Par des mémoires en défense, enregistrés le 30 octobre 2024 et le 19 décembre 2024, le préfet de Tarn-et-Garonne conclut au rejet de la requête.
Il soutient qu’aucun des moyens soulevés par la requérante n’est fondé.
Un mémoire présenté par la société parc agrivoltaïque de Capiol a été enregistré le 30 janvier 2025 et n’a pas été communiqué.
Par ordonnance du 24 décembre 2024, la clôture de l’instruction a été fixée en dernier lieu au 30 janvier 2025.
II. Par une requête et un mémoire enregistrés le 17 septembre 2024 et le 19 novembre 2024 sous le n° 2405713, la société Parc agrivoltaïque de la Terrassonne, représentée par Me Versini-Campinchi demande au tribunal :
1°) d’annuler l’arrêté du 19 juillet 2024 par lequel le préfet de Tarn-et-Garonne a rejeté sa demande de permis de construire une centrale photovoltaïque au sol sur le territoire de la commune de Nègrepelisse ;
2°) d’enjoindre au préfet de Tarn-et-Garonne de reprendre l’instruction de la demande de permis de construire sollicité et de délivrer l’autorisation, dans un délai d’un mois à compter de la notification du jugement à intervenir, sous astreinte de 500 euros par jour de retard ;
3°) de mettre à la charge de l’Etat une somme de 3 000 euros sur le fondement de l’article L. 761-1 du code de justice administrative.
Elle soutient que :
— l’arrêté est entaché d’un vice de procédure à défaut d’avoir été précédé d’un avis de l’autorité environnementale ;
— l’arrêté est également entaché d’un vice de procédure faute d’avoir été précédé d’une enquête publique ;
— l’arrêté est entaché d’incompétence négative dès lors que le préfet s’est considéré à tort comme lié par l’avis de la commission départementale de préservation des espaces naturels agricoles et forestiers ;
— l’arrêté est entaché d’erreur d’appréciation dès lors que le projet est compatible avec l’exercice d’une activité agricole significative.

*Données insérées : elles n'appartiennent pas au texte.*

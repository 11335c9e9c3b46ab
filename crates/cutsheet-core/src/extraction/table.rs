use crate::extraction::{Cell, RawTable};

/// Reconstruct cut-sheet tables from pdftotext -layout output.
///
/// pdftotext -layout preserves column alignment using spaces, so the header
/// line gives the column anchors and every following line is slotted into
/// those anchors until the table ends.
const HEADER_KEYWORDS: [&str; 7] = [
    "part id",
    "part name",
    "cart",
    "qty",
    "description",
    "instruction",
    "material",
];

/// Keywords every header carries. Inside an open table only a line with all
/// of them starts a new table, so a data row such as "Cart 3 ... Material
/// rack" stays a data row.
const HEADER_SIGNATURE: [&str; 2] = ["part id", "part name"];

/// Segments may start slightly left of their header anchor when a value is
/// wider than its column title.
const ANCHOR_TOLERANCE: usize = 2;

/// Detect if a line looks like a cut-sheet table header row.
pub fn is_table_header(line: &str) -> bool {
    let lower = line.to_lowercase();
    let count = HEADER_KEYWORDS
        .iter()
        .filter(|kw| lower.contains(*kw))
        .count();
    count >= 2
}

/// Stricter header test used while a table is already open.
fn is_repeated_header(line: &str) -> bool {
    let lower = line.to_lowercase();
    HEADER_SIGNATURE.iter().all(|kw| lower.contains(kw))
}

/// Lines that close an open table region.
fn is_table_end(line: &str) -> bool {
    let trimmed = line.trim();
    trimmed.is_empty() || trimmed.starts_with("Page ") || trimmed.starts_with("---")
}

/// Find every table in one page of layout text.
///
/// The first row of each returned table is the header line itself. Header
/// lines with no rows under them are not reported.
pub fn detect_tables(page_text: &str) -> Vec<RawTable> {
    let mut tables = Vec::new();
    let mut current: Option<TableBuilder> = None;

    for line in page_text.lines() {
        let starts_table = match current {
            Some(_) => is_repeated_header(line),
            None => is_table_header(line),
        };
        if starts_table {
            if let Some(builder) = current.take() {
                builder.finish_into(&mut tables);
            }
            current = Some(TableBuilder::new(line));
            continue;
        }

        if let Some(builder) = current.as_mut() {
            if is_table_end(line) {
                if let Some(builder) = current.take() {
                    builder.finish_into(&mut tables);
                }
            } else {
                builder.push_line(line);
            }
        }
    }

    if let Some(builder) = current {
        builder.finish_into(&mut tables);
    }

    tables
}

struct TableBuilder {
    anchors: Vec<usize>,
    rows: Vec<Vec<Cell>>,
}

impl TableBuilder {
    fn new(header_line: &str) -> Self {
        let segments = split_segments(header_line);
        let anchors = segments.iter().map(|s| s.column).collect();
        let header = segments.iter().map(|s| Some(s.text.to_string())).collect();
        TableBuilder {
            anchors,
            rows: vec![header],
        }
    }

    fn push_line(&mut self, line: &str) {
        let mut row: Vec<Cell> = vec![None; self.anchors.len()];
        for segment in split_segments(line) {
            let idx = self
                .anchors
                .iter()
                .rposition(|&a| a <= segment.column + ANCHOR_TOLERANCE)
                .unwrap_or(0);
            match &mut row[idx] {
                Some(existing) => {
                    existing.push(' ');
                    existing.push_str(segment.text);
                }
                slot => *slot = Some(segment.text.to_string()),
            }
        }
        self.rows.push(row);
    }

    fn finish_into(self, tables: &mut Vec<RawTable>) {
        if self.rows.len() > 1 {
            tables.push(RawTable::new(self.rows));
        }
    }
}

#[derive(Debug, Clone, PartialEq)]
struct Segment<'a> {
    /// Character column where the segment starts.
    column: usize,
    text: &'a str,
}

/// Split a line by gaps of 2+ whitespace characters, keeping start columns.
fn split_segments(line: &str) -> Vec<Segment<'_>> {
    let mut segments = Vec::new();
    let mut start: Option<(usize, usize)> = None;
    let mut end_byte = 0;
    let mut space_count = 0;

    for (column, (byte, c)) in line.char_indices().enumerate() {
        if c.is_whitespace() {
            space_count += 1;
            if space_count == 2 {
                if let Some((s, col)) = start.take() {
                    segments.push(Segment {
                        column: col,
                        text: &line[s..end_byte],
                    });
                }
            }
        } else {
            if start.is_none() {
                start = Some((byte, column));
            }
            space_count = 0;
            end_byte = byte + c.len_utf8();
        }
    }

    if let Some((s, col)) = start {
        segments.push(Segment {
            column: col,
            text: &line[s..end_byte],
        });
    }

    segments
}
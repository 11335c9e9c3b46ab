pub mod cycle_time;
pub mod offal;
pub mod parts;

pub use cycle_time::CycleTimeSummary;
pub use offal::OffalSummary;
pub use parts::PartSummary;

use chrono::NaiveDate;
use serde::Serialize;

use crate::model::{NormalizedRow, Variant};

/// Records produced by one aggregation policy.
#[derive(Debug, Clone, PartialEq, Serialize)]
#[serde(tag = "variant", content = "records", rename_all = "kebab-case")]
pub enum Aggregation {
    Parts(Vec<PartSummary>),
    CycleTime(Vec<CycleTimeSummary>),
    Offal(Vec<OffalSummary>),
}

impl Aggregation {
    pub fn variant(&self) -> Variant {
        match self {
            Aggregation::Parts(_) => Variant::Parts,
            Aggregation::CycleTime(_) => Variant::CycleTime,
            Aggregation::Offal(_) => Variant::Offal,
        }
    }

    pub fn len(&self) -> usize {
        match self {
            Aggregation::Parts(r) => r.len(),
            Aggregation::CycleTime(r) => r.len(),
            Aggregation::Offal(r) => r.len(),
        }
    }

    pub fn is_empty(&self) -> bool {
        self.len() == 0
    }
}

/// Reduce named-part rows with the policy of the given variant.
///
/// `report_date` is only stamped on cycle-time records.
pub fn aggregate(rows: &[NormalizedRow], variant: Variant, report_date: NaiveDate) -> Aggregation {
    match variant {
        Variant::Parts => Aggregation::Parts(parts::summarize(rows)),
        Variant::CycleTime => Aggregation::CycleTime(cycle_time::summarize(rows, report_date)),
        Variant::Offal => Aggregation::Offal(offal::summarize(rows)),
    }
}

#[cfg(test)]
mod tests {
    use super::*;

    #[test]
    fn test_aggregate_dispatches_on_variant() {
        let rows = vec![NormalizedRow {
            program: "P".into(),
            part_name: Some("Bracket".into()),
            qty_nested: 2.0,
            ..Default::default()
        }];
        let date = NaiveDate::from_ymd_opt(2025, 1, 2).unwrap();

        let parts = aggregate(&rows, Variant::Parts, date);
        assert_eq!(parts.variant(), Variant::Parts);
        assert_eq!(parts.len(), 1);

        assert_eq!(aggregate(&rows, Variant::CycleTime, date).len(), 1);
        // No OFFAL part among the rows.
        assert!(aggregate(&rows, Variant::Offal, date).is_empty());
    }
}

Par des mémoires en défense, enregistrés le 30 octobre 2024 et le 19 décembre 2024, le préfet de Tarn-et-Garonne conclut au rejet de la requête.
Il soutient qu’aucun des moyens soulevés par la requérante n’est fondé.
Par ordonnance du 24 décembre 2024, la clôture de l’instruction a été fixée en dernier lieu au 30 janvier 2025.
Un mémoire présenté par la société Parc agrivoltaïque de la Terrassonne a été enregistré le 30 janvier 2025 et n’a pas été communiqué.
Vu les autres pièces du dossier.
Vu :
— le code de l’environnement,
— le code de l’urbanisme,
— le code de justice administrative.
Les parties ont été régulièrement averties du jour de l’audience.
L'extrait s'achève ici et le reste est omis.